There are actually two stories here.

First is the story of my feet. I used to go barefoot most of the time. Then I started running daily, often without socks on. In short, my feet get used and the bottoms have always resembled Frodo’s after that whole LOTR-journey thing. It’s a callused wonderland down there, almost scaled in nature. I basically have an extra foot in terms of skin. Sometimes, my big toe doesn’t fit into a shoe very well because the callus sticking off it is so smooshed out. Pedicurists laugh and are forever telling me their pumice stone will do very little to shave down some of the “cushioning.” My brother makes Toejam comments and tells me not to put my feet on the furniture (which granted, might be a function of him being him and not my calluses). Friends have blanched at the sight of my feet, inquiring inquisitively and a little disgustedly if they hurt. More filterless individuals mention my feet aren’t particularly attractive.

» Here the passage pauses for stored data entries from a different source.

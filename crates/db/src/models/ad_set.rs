//! Ad set entity model.
//!
//! Ad set CRUD lives outside this engine; the table exists as the owner of
//! fragments and combinations, so only a minimal model is needed here.

use adcraft_core::types::{DbId, Timestamp};
use serde::{Deserialize, Serialize};
use sqlx::FromRow;

/// A row from the `ad_sets` table.
#[derive(Debug, Clone, FromRow, Serialize)]
pub struct AdSet {
    pub id: DbId,
    pub name: String,
    /// Identifier of the ad set on the external ad platform, if linked.
    pub external_id: Option<String>,
    pub created_at: Timestamp,
    pub updated_at: Timestamp,
}

/// DTO for creating a new ad set.
#[derive(Debug, Clone, Deserialize)]
pub struct CreateAdSet {
    pub name: String,
    pub external_id: Option<String>,
}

One evening, Megan noticed me jimmying a weird blister that looked like it was going to go callus in the bathroom and said, “You know, on crew team we used to cut those off.” I looked up with a skeptical gaze. “Yeah, you just take nail clippers and snip the edges. You can do it to your calluses too. Keeps your feet looking a little more foot-like.” I returned to looking downward, rubbing my finger over my toes as she walked back into the hotel room.

* * * * * * * * *

The second story is about me as a person. While out with my friend, Brian, enjoying food trucks and dancing, I had received an inappropriate text message from one piece of my past, and a manipulative text from another past piece. (Double dose of wanna-be-drama-for-your-llama texting indeed.) Unable to mask my perplexed emotions, I wound up talking to Brian about the situations, wondering how to deal with these people that seem to be continually showing up and making me feel guilty and badly for how we came to be history.

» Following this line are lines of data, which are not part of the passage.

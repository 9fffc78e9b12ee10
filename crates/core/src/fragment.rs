//! Fragment taxonomy: the six creative atom kinds and asset media kinds.
//!
//! Fragments are persisted with their kind as a plain string column; the
//! typed enums here are used by the expansion and scoring logic. String
//! constants and `VALID_*` lists follow the same pattern as CTA types in
//! [`crate::cta`].

use std::fmt;

use crate::error::CoreError;

// ---------------------------------------------------------------------------
// Fragment kinds
// ---------------------------------------------------------------------------

pub const KIND_ASSET: &str = "asset";
pub const KIND_HOOK: &str = "hook";
pub const KIND_HEADLINE: &str = "headline";
pub const KIND_BODY: &str = "body";
pub const KIND_DESCRIPTION: &str = "description";
pub const KIND_CTA_TEXT: &str = "cta_text";

/// All valid fragment kind strings, in canonical order.
pub const VALID_FRAGMENT_KINDS: &[&str] = &[
    KIND_ASSET,
    KIND_HOOK,
    KIND_HEADLINE,
    KIND_BODY,
    KIND_DESCRIPTION,
    KIND_CTA_TEXT,
];

/// The kind of a creative fragment.
#[derive(Debug, Clone, Copy, PartialEq, Eq, Hash)]
pub enum FragmentKind {
    Asset,
    Hook,
    Headline,
    Body,
    Description,
    CtaText,
}

impl FragmentKind {
    /// Canonical string form, matching the database column value.
    pub fn as_str(&self) -> &'static str {
        match self {
            FragmentKind::Asset => KIND_ASSET,
            FragmentKind::Hook => KIND_HOOK,
            FragmentKind::Headline => KIND_HEADLINE,
            FragmentKind::Body => KIND_BODY,
            FragmentKind::Description => KIND_DESCRIPTION,
            FragmentKind::CtaText => KIND_CTA_TEXT,
        }
    }

    /// Parse a kind string as stored in the database.
    pub fn parse(s: &str) -> Result<Self, CoreError> {
        match s {
            KIND_ASSET => Ok(FragmentKind::Asset),
            KIND_HOOK => Ok(FragmentKind::Hook),
            KIND_HEADLINE => Ok(FragmentKind::Headline),
            KIND_BODY => Ok(FragmentKind::Body),
            KIND_DESCRIPTION => Ok(FragmentKind::Description),
            KIND_CTA_TEXT => Ok(FragmentKind::CtaText),
            other => Err(CoreError::Validation(format!(
                "Invalid fragment kind '{other}'. Must be one of: {}",
                VALID_FRAGMENT_KINDS.join(", ")
            ))),
        }
    }
}

impl fmt::Display for FragmentKind {
    fn fmt(&self, f: &mut fmt::Formatter<'_>) -> fmt::Result {
        f.write_str(self.as_str())
    }
}

// ---------------------------------------------------------------------------
// Media kinds (assets only)
// ---------------------------------------------------------------------------

pub const MEDIA_IMAGE: &str = "image";
pub const MEDIA_VIDEO: &str = "video";

/// All valid asset media kind strings.
pub const VALID_MEDIA_KINDS: &[&str] = &[MEDIA_IMAGE, MEDIA_VIDEO];

/// Validate an asset media kind string.
pub fn validate_media_kind(kind: &str) -> Result<(), CoreError> {
    if VALID_MEDIA_KINDS.contains(&kind) {
        Ok(())
    } else {
        Err(CoreError::Validation(format!(
            "Invalid media kind '{kind}'. Must be one of: {}",
            VALID_MEDIA_KINDS.join(", ")
        )))
    }
}
//! Integration tests for the fragment store.

use adcraft_db::models::ad_set::CreateAdSet;
use adcraft_db::models::fragment::CreateFragment;
use adcraft_db::repositories::{AdSetRepo, FragmentRepo};
use sqlx::PgPool;

fn new_fragment(ad_set_id: i64, kind: &str, content: &str) -> CreateFragment {
    CreateFragment {
        ad_set_id,
        kind: kind.to_string(),
        content: content.to_string(),
        media_kind: None,
        width: None,
        height: None,
        generated_by_ai: None,
    }
}

#[sqlx::test(migrations = "./migrations")]
async fn create_defaults_generated_flag_to_false(pool: PgPool) {
    let ad_set = AdSetRepo::create(
        &pool,
        &CreateAdSet {
            name: "launch".into(),
            external_id: None,
        },
    )
    .await
    .unwrap();

    let fragment = FragmentRepo::create(&pool, &new_fragment(ad_set.id, "headline", "New drop"))
        .await
        .unwrap();
    assert!(!fragment.generated_by_ai);
    assert_eq!(fragment.kind, "headline");
}

#[sqlx::test(migrations = "./migrations")]
async fn asset_fragment_carries_media_metadata(pool: PgPool) {
    let ad_set = AdSetRepo::create(
        &pool,
        &CreateAdSet {
            name: "launch".into(),
            external_id: None,
        },
    )
    .await
    .unwrap();

    let mut input = new_fragment(ad_set.id, "asset", "generated/abc.png");
    input.media_kind = Some("image".into());
    input.width = Some(1024);
    input.height = Some(1024);
    input.generated_by_ai = Some(true);

    let fragment = FragmentRepo::create(&pool, &input).await.unwrap();
    assert_eq!(fragment.media_kind.as_deref(), Some("image"));
    assert_eq!(fragment.width, Some(1024));
    assert!(fragment.generated_by_ai);
}

#[sqlx::test(migrations = "./migrations")]
async fn media_kind_rejected_on_copy_fragments(pool: PgPool) {
    let ad_set = AdSetRepo::create(
        &pool,
        &CreateAdSet {
            name: "launch".into(),
            external_id: None,
        },
    )
    .await
    .unwrap();

    let mut input = new_fragment(ad_set.id, "body", "Plain copy");
    input.media_kind = Some("image".into());
    assert!(FragmentRepo::create(&pool, &input).await.is_err());
}

#[sqlx::test(migrations = "./migrations")]
async fn list_by_kind_filters(pool: PgPool) {
    let ad_set = AdSetRepo::create(
        &pool,
        &CreateAdSet {
            name: "launch".into(),
            external_id: None,
        },
    )
    .await
    .unwrap();

    for (kind, content) in [
        ("headline", "A"),
        ("headline", "B"),
        ("body", "C"),
    ] {
        FragmentRepo::create(&pool, &new_fragment(ad_set.id, kind, content))
            .await
            .unwrap();
    }

    let headlines = FragmentRepo::list_by_adset_and_kind(&pool, ad_set.id, "headline")
        .await
        .unwrap();
    assert_eq!(headlines.len(), 2);

    let all = FragmentRepo::list_by_adset(&pool, ad_set.id).await.unwrap();
    assert_eq!(all.len(), 3);
}

#[sqlx::test(migrations = "./migrations")]
async fn find_many_returns_only_existing(pool: PgPool) {
    let ad_set = AdSetRepo::create(
        &pool,
        &CreateAdSet {
            name: "launch".into(),
            external_id: None,
        },
    )
    .await
    .unwrap();
    let fragment = FragmentRepo::create(&pool, &new_fragment(ad_set.id, "hook", "Psst"))
        .await
        .unwrap();

    let found = FragmentRepo::find_many(&pool, &[fragment.id, 999_999]).await.unwrap();
    assert_eq!(found.len(), 1);
    assert_eq!(found[0].id, fragment.id);
}
//! Handler for the `/ad-sets/{adset_id}/variants/generate` stream.
//!
//! Starts a variant generation job and exposes its event channel as a
//! server-sent-event stream. Closing the connection drops the receiver,
//! which is the pipeline's cancellation signal.

use std::convert::Infallible;
use std::time::Duration;

use adcraft_core::error::CoreError;
use adcraft_core::fragment::{KIND_ASSET, MEDIA_IMAGE};
use adcraft_core::types::DbId;
use adcraft_db::repositories::FragmentRepo;
use adcraft_pipeline::variant::MAX_VARIANTS_PER_JOB;
use adcraft_pipeline::{VariantEvent, VariantRequest};
use axum::extract::{Path, State};
use axum::response::sse::{Event, KeepAlive, Sse};
use axum::Json;
use futures::stream::Stream;
use futures::StreamExt;
use serde::Deserialize;
use tokio_stream::wrappers::ReceiverStream;

use crate::error::AppResult;
use crate::handlers::fragment::ensure_adset_exists;
use crate::state::AppState;

/// Body of one variant generation call.
#[derive(Debug, Deserialize)]
pub struct VariantBody {
    /// The asset fragment to derive variants from.
    pub source_fragment_id: DbId,
    /// Number of variants (1..=10).
    pub count: u32,
    /// Free-text generation instructions.
    #[serde(default)]
    pub instructions: String,
}

/// POST /api/v1/ad-sets/{adset_id}/variants/generate
///
/// Validate the request, start the job, and stream its events as SSE.
/// Validation failures are ordinary HTTP errors; once the stream is open,
/// all failures arrive as events.
pub async fn generate(
    State(state): State<AppState>,
    Path(adset_id): Path<DbId>,
    Json(body): Json<VariantBody>,
) -> AppResult<Sse<impl Stream<Item = Result<Event, Infallible>>>> {
    ensure_adset_exists(&state, adset_id).await?;

    if body.count == 0 || body.count > MAX_VARIANTS_PER_JOB {
        return Err(CoreError::Validation(format!(
            "count must be between 1 and {MAX_VARIANTS_PER_JOB}"
        ))
        .into());
    }

    let source = FragmentRepo::find_by_id(&state.pool, body.source_fragment_id)
        .await?
        .ok_or(CoreError::NotFound {
            entity: "Fragment",
            id: body.source_fragment_id,
        })?;
    if source.ad_set_id != adset_id {
        return Err(CoreError::InvalidFragmentReference(format!(
            "fragment {} belongs to another ad set",
            source.id
        ))
        .into());
    }
    if source.kind != KIND_ASSET {
        return Err(CoreError::InvalidFragmentReference(format!(
            "fragment {} is a {}, not an asset",
            source.id, source.kind
        ))
        .into());
    }
    if source.media_kind.as_deref() != Some(MEDIA_IMAGE) {
        return Err(CoreError::Validation(format!(
            "fragment {} is not an image asset; variants require an image source",
            source.id
        ))
        .into());
    }

    let rx = state.variant_pipeline.start(VariantRequest {
        ad_set_id: adset_id,
        source,
        count: body.count,
        instructions: body.instructions,
    });

    let stream = ReceiverStream::new(rx).map(|event: VariantEvent| {
        Ok(Event::default()
            .json_data(&event)
            .unwrap_or_else(|e| Event::default().comment(format!("serialization error: {e}"))))
    });
    Ok(Sse::new(stream).keep_alive(
        KeepAlive::new()
            .interval(Duration::from_secs(15))
            .text("keep-alive"),
    ))
}
//! HTTP implementation of the ad platform client.
//!
//! Wraps `POST /{api_version}/{ad_account_id}/ads`. Platform failures keep
//! their human-readable message so the orchestrator can persist it on the
//! combination record.

use serde::Deserialize;

use crate::{ActivationState, AdPlatform, CreativeSpec};

/// HTTP client for the advertising platform's marketing API.
pub struct AdPlatformApi {
    client: reqwest::Client,
    api_url: String,
    access_token: String,
}

/// Errors from the ad platform API layer.
#[derive(Debug, thiserror::Error)]
pub enum AdPlatformError {
    /// The HTTP request itself failed (network, DNS, TLS, timeout).
    #[error("HTTP request failed: {0}")]
    Request(#[from] reqwest::Error),

    /// The platform rejected the ad; the message is what its API returned.
    #[error("Ad platform error ({status}): {message}")]
    Platform {
        /// HTTP status code.
        status: u16,
        /// Platform error message, or raw body if unparseable.
        message: String,
    },
}

#[derive(Debug, Deserialize)]
struct CreateAdResponse {
    /// Platform-assigned ad identifier.
    id: String,
}

#[derive(Debug, Deserialize)]
struct PlatformErrorBody {
    error: PlatformErrorDetail,
}

#[derive(Debug, Deserialize)]
struct PlatformErrorDetail {
    message: String,
}

impl AdPlatformApi {
    /// Create a new API client.
    ///
    /// * `api_url` - base URL including version, e.g.
    ///   `https://graph.facebook.com/v21.0`.
    /// * `access_token` - marketing API access token.
    pub fn new(api_url: String, access_token: String) -> Self {
        Self {
            client: reqwest::Client::new(),
            api_url,
            access_token,
        }
    }
}

#[async_trait::async_trait]
impl AdPlatform for AdPlatformApi {
    async fn create_ad(
        &self,
        ad_account_id: &str,
        spec: &CreativeSpec,
        activation: ActivationState,
    ) -> Result<String, AdPlatformError> {
        let body = serde_json::json!({
            "adset_id": spec.adset_external_id,
            "status": activation.as_platform_status(),
            "creative": {
                "asset": spec.asset_path,
                "hook": spec.hook,
                "headline": spec.headline,
                "body": spec.body,
                "description": spec.description,
                "call_to_action": {
                    "type": spec.cta_type,
                    "value": { "text": spec.cta_text },
                },
            },
            "access_token": self.access_token,
        });

        let response = self
            .client
            .post(format!("{}/{}/ads", self.api_url, ad_account_id))
            .json(&body)
            .send()
            .await?;

        let status = response.status();
        if !status.is_success() {
            let raw = response
                .text()
                .await
                .unwrap_or_else(|_| "<unreadable body>".to_string());
            let message = serde_json::from_str::<PlatformErrorBody>(&raw)
                .map(|b| b.error.message)
                .unwrap_or(raw);
            return Err(AdPlatformError::Platform {
                status: status.as_u16(),
                message,
            });
        }

        let parsed: CreateAdResponse = response.json().await?;
        tracing::debug!(ad_id = %parsed.id, account = %ad_account_id, "Created platform ad");
        Ok(parsed.id)
    }
}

Brian listened, took a sip of beer, and leaned back offering nothing in return for a few minutes. He watched the salsa dancers and I watched his face, unsure as to if he wasn’t terribly interested in the subject or if he was lost in thought. “I just think you have to live for yourself,” he finally said. “You’re putting so much energy into worrying about these other people, and trying to change their reactions and their experiences. But all you can do is change what you do. They’re looking for a reaction at any cost, by any means necessary, because it validates their behavior. This doesn’t make them bad people; it just makes them immature. If you want it to stop, you have to stop it. You have to realize that in this situation, you have the power.”

I made a She-Ra joke immediately as a defense mechanism. Obviously, Brian had a pretty serious point.

* * * * * * * * *

I kept starting at my feet, digging my nails into the calluses as hard as humanly possible. No matter how hard I stabbed, on the pads or the toes or the heels, I felt nothing. Not pain. Not pleasure. It was as though my feet were a little bit dead. It was impossible to imagine anything different. I did nothing with my feet at that moment.**

Later, with Megan in her bed and me in mine, I kept brushing my hand over my toes and that irritating blister. Sleep wasn’t an option, my brain was rocking and rolling and the blister irking me as I imagined it becoming a callus, another rough mound dotting my toe’s landscape. After digging clippers out of the floral make-up bag I traveled with, I put the toilet lid down and perched upon it, lifting up my foot and poked my toes with my sharpest nail. At this point, with all that natural protection, it’s not like trying clipping could hurt.

* * * * * * * * *

“I guess I’m just trying to not hurt anyone,” I said tentatively. “It feels like it would be mean to not respond.” Brian stared at me. “Or, now that I say that out loud, it makes me sound like someone who has set up poor boundaries with certain people because otherwise it feels as though wasted time with them in the first place.”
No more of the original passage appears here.